-- Exercise requirements --
From the entries underneath, give the number of lines holding the word "classify", without any other words.

[Data entries]
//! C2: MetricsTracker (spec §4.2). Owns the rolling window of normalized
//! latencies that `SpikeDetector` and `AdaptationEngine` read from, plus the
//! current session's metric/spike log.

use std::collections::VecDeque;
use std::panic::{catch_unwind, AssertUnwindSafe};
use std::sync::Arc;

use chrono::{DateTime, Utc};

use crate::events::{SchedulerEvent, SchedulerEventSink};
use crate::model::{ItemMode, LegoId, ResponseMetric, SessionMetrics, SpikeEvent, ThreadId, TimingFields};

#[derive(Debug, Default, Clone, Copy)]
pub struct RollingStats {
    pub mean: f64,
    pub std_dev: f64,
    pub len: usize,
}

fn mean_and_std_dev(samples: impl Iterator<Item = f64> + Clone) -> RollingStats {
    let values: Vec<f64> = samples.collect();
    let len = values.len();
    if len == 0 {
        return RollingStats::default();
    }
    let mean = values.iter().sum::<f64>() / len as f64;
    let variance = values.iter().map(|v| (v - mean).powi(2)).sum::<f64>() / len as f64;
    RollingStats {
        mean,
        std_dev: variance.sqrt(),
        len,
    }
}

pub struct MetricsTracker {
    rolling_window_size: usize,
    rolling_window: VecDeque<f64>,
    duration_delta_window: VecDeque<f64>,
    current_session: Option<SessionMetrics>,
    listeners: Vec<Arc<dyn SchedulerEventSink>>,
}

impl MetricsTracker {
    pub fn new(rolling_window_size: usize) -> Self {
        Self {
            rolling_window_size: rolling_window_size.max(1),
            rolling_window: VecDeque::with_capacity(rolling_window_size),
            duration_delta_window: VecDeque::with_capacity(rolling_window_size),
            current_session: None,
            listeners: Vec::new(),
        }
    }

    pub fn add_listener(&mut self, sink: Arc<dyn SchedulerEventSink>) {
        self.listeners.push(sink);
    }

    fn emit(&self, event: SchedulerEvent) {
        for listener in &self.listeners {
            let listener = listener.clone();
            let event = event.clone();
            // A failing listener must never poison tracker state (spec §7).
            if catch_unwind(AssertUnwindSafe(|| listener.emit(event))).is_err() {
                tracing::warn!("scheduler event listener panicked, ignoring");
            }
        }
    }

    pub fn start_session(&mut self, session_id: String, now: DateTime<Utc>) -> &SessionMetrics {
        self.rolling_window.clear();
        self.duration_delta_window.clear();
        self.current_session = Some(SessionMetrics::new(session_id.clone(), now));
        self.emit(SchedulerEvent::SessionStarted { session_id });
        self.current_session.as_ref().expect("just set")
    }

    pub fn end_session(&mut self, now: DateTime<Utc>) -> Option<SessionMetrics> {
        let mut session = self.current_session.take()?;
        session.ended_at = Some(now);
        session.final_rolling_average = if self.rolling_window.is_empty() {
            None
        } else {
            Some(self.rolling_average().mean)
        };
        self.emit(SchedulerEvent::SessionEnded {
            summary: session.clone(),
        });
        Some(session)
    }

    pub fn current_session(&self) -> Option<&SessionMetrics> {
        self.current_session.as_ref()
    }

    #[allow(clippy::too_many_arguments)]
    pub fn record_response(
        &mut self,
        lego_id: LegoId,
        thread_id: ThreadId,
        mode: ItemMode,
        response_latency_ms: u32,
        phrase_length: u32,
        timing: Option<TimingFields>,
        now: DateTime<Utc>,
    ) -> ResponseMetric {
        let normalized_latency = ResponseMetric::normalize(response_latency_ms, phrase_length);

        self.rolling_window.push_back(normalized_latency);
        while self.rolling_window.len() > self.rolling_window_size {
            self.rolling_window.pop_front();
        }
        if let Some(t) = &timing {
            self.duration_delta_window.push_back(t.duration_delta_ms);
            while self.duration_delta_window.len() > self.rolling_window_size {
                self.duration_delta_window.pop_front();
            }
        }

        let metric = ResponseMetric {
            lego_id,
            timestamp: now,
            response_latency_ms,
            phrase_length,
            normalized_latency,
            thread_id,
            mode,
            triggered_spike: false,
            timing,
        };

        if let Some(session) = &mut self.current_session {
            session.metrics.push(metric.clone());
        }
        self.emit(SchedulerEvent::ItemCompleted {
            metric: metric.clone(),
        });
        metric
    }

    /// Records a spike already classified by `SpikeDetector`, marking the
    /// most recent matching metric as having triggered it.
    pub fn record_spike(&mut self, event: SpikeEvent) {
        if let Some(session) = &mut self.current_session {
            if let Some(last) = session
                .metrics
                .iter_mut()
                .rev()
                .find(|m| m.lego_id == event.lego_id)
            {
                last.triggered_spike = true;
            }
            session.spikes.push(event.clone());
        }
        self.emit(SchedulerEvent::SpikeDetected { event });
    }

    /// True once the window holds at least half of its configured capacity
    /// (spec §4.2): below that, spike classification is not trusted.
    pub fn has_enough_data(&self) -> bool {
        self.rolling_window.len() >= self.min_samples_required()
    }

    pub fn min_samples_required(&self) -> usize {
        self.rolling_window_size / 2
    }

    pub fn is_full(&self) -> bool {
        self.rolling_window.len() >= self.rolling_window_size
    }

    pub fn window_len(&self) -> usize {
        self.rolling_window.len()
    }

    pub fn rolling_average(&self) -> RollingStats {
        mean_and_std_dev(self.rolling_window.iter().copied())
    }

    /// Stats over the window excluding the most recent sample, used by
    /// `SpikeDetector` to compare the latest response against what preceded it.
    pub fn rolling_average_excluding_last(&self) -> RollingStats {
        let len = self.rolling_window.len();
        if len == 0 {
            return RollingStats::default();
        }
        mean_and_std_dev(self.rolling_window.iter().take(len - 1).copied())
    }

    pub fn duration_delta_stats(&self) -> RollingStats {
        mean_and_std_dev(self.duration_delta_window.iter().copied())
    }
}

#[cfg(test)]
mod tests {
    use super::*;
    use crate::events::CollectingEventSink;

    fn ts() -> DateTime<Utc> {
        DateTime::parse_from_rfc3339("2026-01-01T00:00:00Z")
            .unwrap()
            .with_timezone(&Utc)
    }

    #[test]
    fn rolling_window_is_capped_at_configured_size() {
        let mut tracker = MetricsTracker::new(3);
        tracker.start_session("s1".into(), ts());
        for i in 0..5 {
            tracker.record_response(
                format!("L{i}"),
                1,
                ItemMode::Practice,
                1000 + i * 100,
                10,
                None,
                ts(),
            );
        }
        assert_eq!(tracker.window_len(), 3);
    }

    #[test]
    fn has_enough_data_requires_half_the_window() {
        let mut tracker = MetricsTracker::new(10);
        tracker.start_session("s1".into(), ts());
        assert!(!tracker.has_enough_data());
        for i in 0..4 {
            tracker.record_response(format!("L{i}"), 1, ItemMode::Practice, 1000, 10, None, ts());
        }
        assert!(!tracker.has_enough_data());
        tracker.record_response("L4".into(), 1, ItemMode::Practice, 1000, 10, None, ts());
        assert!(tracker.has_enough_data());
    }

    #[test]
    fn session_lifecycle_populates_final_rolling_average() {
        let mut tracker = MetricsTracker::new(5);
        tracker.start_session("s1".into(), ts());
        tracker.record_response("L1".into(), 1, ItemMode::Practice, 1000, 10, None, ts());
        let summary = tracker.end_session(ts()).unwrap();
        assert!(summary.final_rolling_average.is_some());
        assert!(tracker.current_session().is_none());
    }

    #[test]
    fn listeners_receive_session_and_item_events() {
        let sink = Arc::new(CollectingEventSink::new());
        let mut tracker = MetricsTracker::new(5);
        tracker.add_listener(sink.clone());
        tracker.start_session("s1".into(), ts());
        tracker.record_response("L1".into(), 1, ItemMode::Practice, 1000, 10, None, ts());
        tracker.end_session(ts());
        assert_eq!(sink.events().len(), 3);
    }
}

...

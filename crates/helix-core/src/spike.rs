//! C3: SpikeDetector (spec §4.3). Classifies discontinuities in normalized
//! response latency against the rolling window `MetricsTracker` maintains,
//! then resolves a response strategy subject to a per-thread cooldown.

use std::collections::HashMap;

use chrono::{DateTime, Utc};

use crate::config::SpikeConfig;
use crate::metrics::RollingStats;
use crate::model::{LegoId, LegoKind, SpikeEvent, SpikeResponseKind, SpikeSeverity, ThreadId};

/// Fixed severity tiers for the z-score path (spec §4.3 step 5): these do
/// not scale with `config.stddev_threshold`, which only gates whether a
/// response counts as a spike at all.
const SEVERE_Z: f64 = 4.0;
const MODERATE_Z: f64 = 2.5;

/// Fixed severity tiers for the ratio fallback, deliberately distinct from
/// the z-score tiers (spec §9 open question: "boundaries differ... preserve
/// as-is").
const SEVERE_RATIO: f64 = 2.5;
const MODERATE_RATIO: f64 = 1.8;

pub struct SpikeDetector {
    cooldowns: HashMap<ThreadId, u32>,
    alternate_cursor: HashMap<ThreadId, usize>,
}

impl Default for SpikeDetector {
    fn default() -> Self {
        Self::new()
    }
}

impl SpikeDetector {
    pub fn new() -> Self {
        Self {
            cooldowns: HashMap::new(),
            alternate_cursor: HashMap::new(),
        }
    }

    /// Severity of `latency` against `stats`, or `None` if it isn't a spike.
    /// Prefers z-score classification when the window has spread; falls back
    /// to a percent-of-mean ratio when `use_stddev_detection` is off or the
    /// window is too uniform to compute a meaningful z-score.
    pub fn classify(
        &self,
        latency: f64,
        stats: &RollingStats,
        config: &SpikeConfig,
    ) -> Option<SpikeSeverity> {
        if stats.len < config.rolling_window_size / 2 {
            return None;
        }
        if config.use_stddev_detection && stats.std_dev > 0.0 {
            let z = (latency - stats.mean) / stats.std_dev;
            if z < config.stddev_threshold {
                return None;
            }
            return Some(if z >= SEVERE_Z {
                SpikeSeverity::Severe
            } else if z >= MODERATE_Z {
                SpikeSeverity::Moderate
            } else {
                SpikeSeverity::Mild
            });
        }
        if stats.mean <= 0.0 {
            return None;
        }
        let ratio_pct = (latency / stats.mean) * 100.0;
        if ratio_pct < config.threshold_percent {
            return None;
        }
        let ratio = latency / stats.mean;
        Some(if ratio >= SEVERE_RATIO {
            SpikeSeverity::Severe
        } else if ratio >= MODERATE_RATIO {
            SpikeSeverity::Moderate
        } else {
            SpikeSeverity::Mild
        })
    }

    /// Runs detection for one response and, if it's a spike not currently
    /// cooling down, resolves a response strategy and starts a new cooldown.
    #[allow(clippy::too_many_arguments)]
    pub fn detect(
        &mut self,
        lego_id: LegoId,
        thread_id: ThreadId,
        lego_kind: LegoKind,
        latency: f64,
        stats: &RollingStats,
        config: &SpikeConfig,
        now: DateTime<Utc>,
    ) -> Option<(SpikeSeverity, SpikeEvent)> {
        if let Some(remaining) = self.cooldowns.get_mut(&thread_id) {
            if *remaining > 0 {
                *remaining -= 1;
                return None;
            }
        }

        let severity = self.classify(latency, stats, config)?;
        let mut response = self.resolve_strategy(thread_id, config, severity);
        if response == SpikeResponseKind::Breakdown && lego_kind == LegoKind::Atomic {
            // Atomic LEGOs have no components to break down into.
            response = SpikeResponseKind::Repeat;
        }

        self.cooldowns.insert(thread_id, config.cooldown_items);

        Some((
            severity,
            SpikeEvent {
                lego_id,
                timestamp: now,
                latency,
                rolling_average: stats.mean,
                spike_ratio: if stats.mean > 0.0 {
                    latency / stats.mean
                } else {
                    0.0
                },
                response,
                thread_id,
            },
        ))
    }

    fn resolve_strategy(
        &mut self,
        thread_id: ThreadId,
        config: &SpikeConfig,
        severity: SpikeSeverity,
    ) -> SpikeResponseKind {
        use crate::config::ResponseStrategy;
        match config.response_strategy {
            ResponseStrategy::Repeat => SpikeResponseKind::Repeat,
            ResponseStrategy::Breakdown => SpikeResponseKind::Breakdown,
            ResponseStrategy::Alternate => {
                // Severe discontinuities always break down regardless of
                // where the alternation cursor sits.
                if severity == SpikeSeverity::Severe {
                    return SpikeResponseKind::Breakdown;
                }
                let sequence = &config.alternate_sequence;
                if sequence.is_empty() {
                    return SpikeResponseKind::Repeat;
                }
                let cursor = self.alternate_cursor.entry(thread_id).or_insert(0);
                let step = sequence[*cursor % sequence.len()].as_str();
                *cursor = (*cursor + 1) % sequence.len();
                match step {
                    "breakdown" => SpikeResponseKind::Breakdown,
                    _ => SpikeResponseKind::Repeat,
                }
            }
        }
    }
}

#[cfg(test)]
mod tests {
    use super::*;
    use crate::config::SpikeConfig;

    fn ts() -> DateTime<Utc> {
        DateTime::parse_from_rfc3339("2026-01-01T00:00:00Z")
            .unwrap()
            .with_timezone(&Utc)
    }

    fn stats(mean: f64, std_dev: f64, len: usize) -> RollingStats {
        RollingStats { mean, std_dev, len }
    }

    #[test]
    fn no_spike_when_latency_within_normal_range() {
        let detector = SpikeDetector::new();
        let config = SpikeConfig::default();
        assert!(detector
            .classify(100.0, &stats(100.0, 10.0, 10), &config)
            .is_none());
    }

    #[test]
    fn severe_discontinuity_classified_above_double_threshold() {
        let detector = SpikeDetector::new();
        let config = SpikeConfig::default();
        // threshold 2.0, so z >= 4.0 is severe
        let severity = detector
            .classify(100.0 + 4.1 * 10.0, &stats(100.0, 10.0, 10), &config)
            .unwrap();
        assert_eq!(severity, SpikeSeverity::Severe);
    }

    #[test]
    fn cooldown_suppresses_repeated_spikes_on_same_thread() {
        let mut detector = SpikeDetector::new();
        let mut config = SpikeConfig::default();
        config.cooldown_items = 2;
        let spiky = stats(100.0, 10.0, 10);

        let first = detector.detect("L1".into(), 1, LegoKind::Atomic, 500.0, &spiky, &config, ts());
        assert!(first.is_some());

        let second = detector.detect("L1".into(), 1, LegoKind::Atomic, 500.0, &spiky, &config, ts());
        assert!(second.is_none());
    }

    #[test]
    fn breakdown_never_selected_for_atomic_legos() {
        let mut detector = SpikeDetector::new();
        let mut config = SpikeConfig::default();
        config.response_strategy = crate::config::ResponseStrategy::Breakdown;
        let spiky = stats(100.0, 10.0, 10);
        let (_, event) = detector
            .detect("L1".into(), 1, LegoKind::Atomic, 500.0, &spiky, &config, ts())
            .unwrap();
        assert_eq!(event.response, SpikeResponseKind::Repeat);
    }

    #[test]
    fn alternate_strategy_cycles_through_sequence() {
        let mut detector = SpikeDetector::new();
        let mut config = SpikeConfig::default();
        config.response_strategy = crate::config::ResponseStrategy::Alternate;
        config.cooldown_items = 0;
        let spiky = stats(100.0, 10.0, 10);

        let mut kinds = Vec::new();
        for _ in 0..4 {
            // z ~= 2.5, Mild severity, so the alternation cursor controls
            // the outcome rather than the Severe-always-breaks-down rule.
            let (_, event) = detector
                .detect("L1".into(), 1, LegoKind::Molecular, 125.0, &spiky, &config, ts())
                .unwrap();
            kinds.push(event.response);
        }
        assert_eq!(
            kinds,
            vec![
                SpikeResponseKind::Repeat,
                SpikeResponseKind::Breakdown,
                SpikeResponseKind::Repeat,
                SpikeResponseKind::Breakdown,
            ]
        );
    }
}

-- Written response --
4